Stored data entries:
════════════════════
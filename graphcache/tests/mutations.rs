//! Mutation-path scenarios: merged mutation projection, optimistic and authoritative
//! handlers, the invalidate path, and failure behavior.

use std::sync::Arc;

use graphcache::HandlerOutcome;
use graphcache::HandlerView;
use graphcache::MutationHandler;
use graphcache::MutationOptions;
use graphcache::QueryOptions;
use pretty_assertions::assert_eq;
use serde_json_bytes::json;
use serde_json_bytes::ByteString;
use serde_json_bytes::Value;

use crate::common::build_cache;
use crate::common::RecordingTransport;

/// Rewrites the title of the post named by the payload, optimistically from the mutation
/// variables and authoritatively from the server document.
struct RenamePostHandler;

impl RenamePostHandler {
    fn rename(current: &Value, post_id: &Value, title: &Value) -> Value {
        let mut data = current.clone();
        let posts = data
            .as_object_mut()
            .and_then(|data| data.get_mut("user"))
            .and_then(Value::as_object_mut)
            .and_then(|user| user.get_mut("posts"))
            .and_then(Value::as_array_mut);
        if let Some(posts) = posts {
            for post in posts {
                if post.get("id") == Some(post_id) {
                    if let Some(post) = post.as_object_mut() {
                        post.insert(ByteString::from("title"), title.clone());
                    }
                }
            }
        }
        data
    }
}

impl MutationHandler for RenamePostHandler {
    fn optimistic(&self, view: &HandlerView<'_>) -> HandlerOutcome {
        let (Some(post_id), Some(title)) =
            (view.variables.get("postId"), view.variables.get("title"))
        else {
            return HandlerOutcome::Noop;
        };
        HandlerOutcome::Replace(Self::rename(view.current, post_id, title))
    }

    fn authoritative(&self, response: &Value, view: &HandlerView<'_>) -> HandlerOutcome {
        let (Some(post_id), Some(title)) = (response.get("id"), response.get("title")) else {
            return HandlerOutcome::Noop;
        };
        HandlerOutcome::Replace(Self::rename(view.current, post_id, title))
    }
}

struct InvalidatingHandler;

impl MutationHandler for InvalidatingHandler {
    fn authoritative(&self, _response: &Value, _view: &HandlerView<'_>) -> HandlerOutcome {
        HandlerOutcome::Invalidate
    }
}

const POSTS_QUERY: &str = r#"{ user(id: "u1") { id posts(first: 2) { id title } } }"#;
const NAME_QUERY: &str = r#"{ user(id: "u1") { id name } }"#;

fn posts_data() -> Value {
    json!({
        "user": {
            "id": "u1",
            "posts": [
                {"id": "p1", "title": "One"},
                {"id": "p2", "title": "Two"},
            ],
        }
    })
}

#[tokio::test]
async fn mutation_projects_only_the_interested_caller() {
    let transport = RecordingTransport::new(vec![
        RecordingTransport::ok(posts_data()),
        RecordingTransport::ok(json!({"user": {"id": "u1", "name": "Ada"}})),
        RecordingTransport::ok(json!({"renamePost": {"id": "p1", "title": "Renamed"}})),
    ]);
    let (cache, _) = build_cache(transport.clone());

    cache
        .query(
            POSTS_QUERY,
            QueryOptions {
                caller_id: Some("list".to_string()),
                mutation_handlers: vec![("renamePost".to_string(), Arc::new(RenamePostHandler))],
                ..Default::default()
            },
        )
        .await
        .unwrap();
    cache
        .query(
            NAME_QUERY,
            QueryOptions {
                caller_id: Some("header".to_string()),
                ..Default::default()
            },
        )
        .await
        .unwrap();
    let header_before = cache.read("header", None).unwrap();

    cache
        .mutate(
            "renamePost",
            MutationOptions {
                variables: Some(json!({"postId": "p1", "title": "Renamed"})),
                ..Default::default()
            },
        )
        .await
        .unwrap();

    let calls = transport.calls();
    assert_eq!(calls.len(), 3);
    let mutation = &calls[2];
    assert!(mutation.query.contains("renamePost"));
    // Only the interested caller's projection: post fields, not the header's user fields.
    assert!(mutation.query.contains("title"));
    assert!(!mutation.query.contains("name"));
    assert_eq!(
        mutation.variables,
        Some(json!({"postId": "p1", "title": "Renamed"}))
    );

    // The interested caller sees the rename and got a fresh response object.
    let list = cache.read("list", None).unwrap();
    assert_eq!(
        list.data
            .get("user")
            .and_then(|user| user.get("posts"))
            .and_then(|posts| posts.get(0))
            .and_then(|post| post.get("title")),
        Some(&json!("Renamed"))
    );

    // The store holds the authoritative title.
    let state = cache.state();
    assert_eq!(
        state
            .entities
            .get("Post")
            .and_then(|posts| posts.get("p1"))
            .and_then(|post| post.get("title")),
        Some(&json!("Renamed"))
    );

    // The uninterested caller depends only on User.u1, which did not change: its cached
    // response is untouched.
    let header_after = cache.read("header", None).unwrap();
    assert!(Arc::ptr_eq(&header_before, &header_after));
}

#[tokio::test]
async fn optimistic_update_applies_before_the_server_responds() {
    // The mutation transport fails: only the optimistic pass can have run.
    let transport = RecordingTransport::new(vec![RecordingTransport::ok(posts_data())]);
    let (cache, _) = build_cache(transport.clone());

    cache
        .query(
            POSTS_QUERY,
            QueryOptions {
                caller_id: Some("list".to_string()),
                mutation_handlers: vec![("renamePost".to_string(), Arc::new(RenamePostHandler))],
                ..Default::default()
            },
        )
        .await
        .unwrap();

    cache
        .mutate(
            "renamePost",
            MutationOptions {
                variables: Some(json!({"postId": "p2", "title": "Optimistic"})),
                ..Default::default()
            },
        )
        .await
        .unwrap();

    // The optimistic state is left in place; the error is recorded, not auto-reverted.
    let list = cache.read("list", None).unwrap();
    assert_eq!(
        list.data
            .get("user")
            .and_then(|user| user.get("posts"))
            .and_then(|posts| posts.get(1))
            .and_then(|post| post.get("title")),
        Some(&json!("Optimistic"))
    );
    assert!(cache.state().error.is_some());
}

#[tokio::test]
async fn invalidating_handler_triggers_a_refetch_for_its_caller_only() {
    let transport = RecordingTransport::new(vec![
        RecordingTransport::ok(posts_data()),
        RecordingTransport::ok(json!({"renamePost": {"id": "p1", "title": "Renamed"}})),
        // The refetch of the full query.
        RecordingTransport::ok(json!({
            "user": {
                "id": "u1",
                "posts": [
                    {"id": "p1", "title": "Renamed"},
                    {"id": "p2", "title": "Two"},
                ],
            }
        })),
    ]);
    let (cache, _) = build_cache(transport.clone());

    cache
        .query(
            POSTS_QUERY,
            QueryOptions {
                caller_id: Some("list".to_string()),
                mutation_handlers: vec![("renamePost".to_string(), Arc::new(InvalidatingHandler))],
                ..Default::default()
            },
        )
        .await
        .unwrap();

    cache
        .mutate(
            "renamePost",
            MutationOptions {
                variables: Some(json!({"postId": "p1", "title": "Renamed"})),
                ..Default::default()
            },
        )
        .await
        .unwrap();

    let calls = transport.calls();
    assert_eq!(calls.len(), 3);
    // The third call is the caller's refetch, not another mutation.
    assert!(calls[2].query.contains("user"));
    assert!(!calls[2].query.contains("renamePost"));

    let list = cache.read("list", None).unwrap();
    assert!(list.is_complete);
    assert_eq!(
        list.data
            .get("user")
            .and_then(|user| user.get("posts"))
            .and_then(|posts| posts.get(0))
            .and_then(|post| post.get("title")),
        Some(&json!("Renamed"))
    );
}

#[tokio::test]
async fn unknown_mutation_names_fail_immediately() {
    let transport = RecordingTransport::new(vec![]);
    let (cache, _) = build_cache(transport.clone());
    let error = cache
        .mutate("doesNotExist", MutationOptions::default())
        .await
        .unwrap_err();
    assert!(matches!(
        error,
        graphcache::CacheError::UnknownMutation { .. }
    ));
    assert_eq!(transport.call_count(), 0);
}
════════════════════
Which lines in the records above hold the string "async"? Copy each of them.

async fn mutation_projects_only_the_interested_caller() {
async fn optimistic_update_applies_before_the_server_responds() {
async fn invalidating_handler_triggers_a_refetch_for_its_caller_only() {
async fn unknown_mutation_names_fail_immediately() {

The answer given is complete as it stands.